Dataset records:
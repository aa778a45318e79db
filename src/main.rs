use std::path::PathBuf;

use cdb_dal::{config::Config, server::run_with_config_until_ctrl_c};
use clap::Parser;
use n0_snafu::{Result, ResultExt};
use tracing::debug;
use tracing_subscriber::{EnvFilter, prelude::*};

#[derive(Parser, Debug)]
struct Cli {
    /// Path to config file
    #[clap(short, long)]
    config: Option<PathBuf>,
    /// Database root. The node tree is read from its `CDB` subdirectory.
    #[clap(short, long)]
    root: Option<PathBuf>,
    /// Do not replay persisted change listeners on startup.
    #[clap(short, long)]
    no_recovery: bool,
}

#[tokio::main]
async fn main() -> Result<()> {
    tracing_subscriber::registry()
        .with(tracing_subscriber::fmt::layer().with_writer(std::io::stderr))
        .with(EnvFilter::from_default_env())
        .init();
    let args = Cli::parse();

    let mut config = if let Some(path) = args.config {
        debug!("loading config from {:?}", path);
        Config::load(path).await.e()?
    } else {
        debug!("using default config");
        Config::default()
    };
    if let Some(root) = args.root {
        config.root = root;
    }
    if args.no_recovery {
        config.recovery.replay = false;
    }

    run_with_config_until_ctrl_c(config).await.e()
}
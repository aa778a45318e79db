//! Shared helpers for unit tests.

use std::{
    fs,
    path::Path,
    sync::{
        Arc,
        atomic::{AtomicBool, AtomicUsize, Ordering},
    },
};

use async_trait::async_trait;
use parking_lot::Mutex;

use crate::{
    cache::{MemoryProbe, MemoryStatus},
    curl,
    listener::{ChangeListener, DeliveryError, ListenerConnector, StatusSnafu},
    record::{AssembleError, Element, RecordParser, XmlRecordParser},
};

/// Writes a record file following the `<curl>/<name>.xml` layout.
pub(crate) fn write_record(base: &Path, curl: &str, xml: &str) -> std::io::Result<()> {
    let path = curl::record_path(base, curl);
    fs::create_dir_all(path.parent().expect("record path has a parent"))?;
    fs::write(path, xml)
}

/// A parser that counts how often it is invoked.
#[derive(Debug, Default)]
pub(crate) struct CountingParser {
    calls: AtomicUsize,
}

impl CountingParser {
    pub(crate) fn calls(&self) -> usize {
        self.calls.load(Ordering::SeqCst)
    }
}

impl RecordParser for CountingParser {
    fn parse_str(&self, text: &str) -> Result<Element, AssembleError> {
        self.calls.fetch_add(1, Ordering::SeqCst);
        XmlRecordParser.parse_str(text)
    }
}

/// A memory probe reporting whatever the test sets.
#[derive(Debug)]
pub(crate) struct FixedProbe {
    status: Mutex<MemoryStatus>,
}

impl FixedProbe {
    pub(crate) fn new(max: u64, allocated: u64) -> Self {
        Self {
            status: Mutex::new(MemoryStatus {
                max,
                allocated,
                free_of_allocated: 0,
            }),
        }
    }

    pub(crate) fn set_allocated(&self, allocated: u64) {
        self.status.lock().allocated = allocated;
    }
}

impl MemoryProbe for FixedProbe {
    fn sample(&self) -> MemoryStatus {
        *self.status.lock()
    }
}

/// A listener recording every notification, optionally failing all deliveries.
#[derive(Debug, Default)]
pub(crate) struct RecordingListener {
    reference: String,
    failing: AtomicBool,
    received: Mutex<Vec<String>>,
}

impl RecordingListener {
    pub(crate) fn new(reference: impl Into<String>) -> Arc<Self> {
        Arc::new(Self {
            reference: reference.into(),
            ..Default::default()
        })
    }

    pub(crate) fn failing(reference: impl Into<String>) -> Arc<Self> {
        let listener = Self::new(reference);
        listener.failing.store(true, Ordering::SeqCst);
        listener
    }

    pub(crate) fn received(&self) -> Vec<String> {
        self.received.lock().clone()
    }
}

#[async_trait]
impl ChangeListener for RecordingListener {
    fn reference(&self) -> String {
        self.reference.clone()
    }

    async fn object_changed(&self, curl: &str) -> Result<(), DeliveryError> {
        if self.failing.load(Ordering::SeqCst) {
            return Err(StatusSnafu { status: 410u16 }.build());
        }
        self.received.lock().push(curl.to_string());
        Ok(())
    }
}

/// Connects references to [`RecordingListener`]s it hands out.
#[derive(Debug, Default)]
pub(crate) struct RecordingConnector {
    connected: Mutex<Vec<Arc<RecordingListener>>>,
}

impl RecordingConnector {
    pub(crate) fn connected(&self) -> Vec<Arc<RecordingListener>> {
        self.connected.lock().clone()
    }
}

impl ListenerConnector for RecordingConnector {
    fn connect(&self, reference: &str) -> Result<Arc<dyn ChangeListener>, DeliveryError> {
        let listener = RecordingListener::new(reference);
        self.connected.lock().push(listener.clone());
        Ok(listener)
    }
}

§ Directions for this task:
Copy each line of the entries exactly.

§ Reply:
repository aa778a45318e79db
filename src/main.rs
use std::path::PathBuf;

use cdb_dal::{config::Config, server::run_with_config_until_ctrl_c};
use clap::Parser;
use n0_snafu::{Result, ResultExt};
use tracing::debug;
use tracing_subscriber::{EnvFilter, prelude::*};

#[derive(Parser, Debug)]
struct Cli {
    /// Path to config file
    #[clap(short, long)]
    config: Option<PathBuf>,
    /// Database root. The node tree is read from its `CDB` subdirectory.
    #[clap(short, long)]
    root: Option<PathBuf>,
    /// Do not replay persisted change listeners on startup.
    #[clap(short, long)]
    no_recovery: bool,
}

#[tokio::main]
async fn main() -> Result<()> {
    tracing_subscriber::registry()
        .with(tracing_subscriber::fmt::layer().with_writer(std::io::stderr))
        .with(EnvFilter::from_default_env())
        .init();
    let args = Cli::parse();

    let mut config = if let Some(path) = args.config {
        debug!("loading config from {:?}", path);
        Config::load(path).await.e()?
    } else {
        debug!("using default config");
        Config::default()
    };
    if let Some(root) = args.root {
        config.root = root;
    }
    if args.no_recovery {
        config.recovery.replay = false;
    }

    run_with_config_until_ctrl_c(config).await.e()
}
repository aa778a45318e79db
//! Shared helpers for unit tests.

use std::{
    fs,
    path::Path,
    sync::{
        Arc,
        atomic::{AtomicBool, AtomicUsize, Ordering},
    },
};

use async_trait::async_trait;
use parking_lot::Mutex;

use crate::{
    cache::{MemoryProbe, MemoryStatus},
    curl,
    listener::{ChangeListener, DeliveryError, ListenerConnector, StatusSnafu},
    record::{AssembleError, Element, RecordParser, XmlRecordParser},
};

/// Writes a record file following the `<curl>/<name>.xml` layout.
pub(crate) fn write_record(base: &Path, curl: &str, xml: &str) -> std::io::Result<()> {
    let path = curl::record_path(base, curl);
    fs::create_dir_all(path.parent().expect("record path has a parent"))?;
    fs::write(path, xml)
}

/// A parser that counts how often it is invoked.
#[derive(Debug, Default)]
pub(crate) struct CountingParser {
    calls: AtomicUsize,
}

impl CountingParser {
    pub(crate) fn calls(&self) -> usize {
        self.calls.load(Ordering::SeqCst)
    }
}

impl RecordParser for CountingParser {
    fn parse_str(&self, text: &str) -> Result<Element, AssembleError> {
        self.calls.fetch_add(1, Ordering::SeqCst);
        XmlRecordParser.parse_str(text)
    }
}

/// A memory probe reporting whatever the test sets.
#[derive(Debug)]
pub(crate) struct FixedProbe {
    status: Mutex<MemoryStatus>,
}

impl FixedProbe {
    pub(crate) fn new(max: u64, allocated: u64) -> Self {
        Self {
            status: Mutex::new(MemoryStatus {
                max,
                allocated,
                free_of_allocated: 0,
            }),
        }
    }

    pub(crate) fn set_allocated(&self, allocated: u64) {
        self.status.lock().allocated = allocated;
    }
}

impl MemoryProbe for FixedProbe {
    fn sample(&self) -> MemoryStatus {
        *self.status.lock()
    }
}

/// A listener recording every notification, optionally failing all deliveries.
#[derive(Debug, Default)]
pub(crate) struct RecordingListener {
    reference: String,
    failing: AtomicBool,
    received: Mutex<Vec<String>>,
}

impl RecordingListener {
    pub(crate) fn new(reference: impl Into<String>) -> Arc<Self> {
        Arc::new(Self {
            reference: reference.into(),
            ..Default::default()
        })
    }

    pub(crate) fn failing(reference: impl Into<String>) -> Arc<Self> {
        let listener = Self::new(reference);
        listener.failing.store(true, Ordering::SeqCst);
        listener
    }

    pub(crate) fn received(&self) -> Vec<String> {
        self.received.lock().clone()
    }
}

#[async_trait]
impl ChangeListener for RecordingListener {
    fn reference(&self) -> String {
        self.reference.clone()
    }

    async fn object_changed(&self, curl: &str) -> Result<(), DeliveryError> {
        if self.failing.load(Ordering::SeqCst) {
            return Err(StatusSnafu { status: 410u16 }.build());
        }
        self.received.lock().push(curl.to_string());
        Ok(())
    }
}

/// Connects references to [`RecordingListener`]s it hands out.
#[derive(Debug, Default)]
pub(crate) struct RecordingConnector {
    connected: Mutex<Vec<Arc<RecordingListener>>>,
}

impl RecordingConnector {
    pub(crate) fn connected(&self) -> Vec<Arc<RecordingListener>> {
        self.connected.lock().clone()
    }
}

impl ListenerConnector for RecordingConnector {
    fn connect(&self, reference: &str) -> Result<Arc<dyn ChangeListener>, DeliveryError> {
        let listener = RecordingListener::new(reference);
        self.connected.lock().push(listener.clone());
        Ok(listener)
    }
}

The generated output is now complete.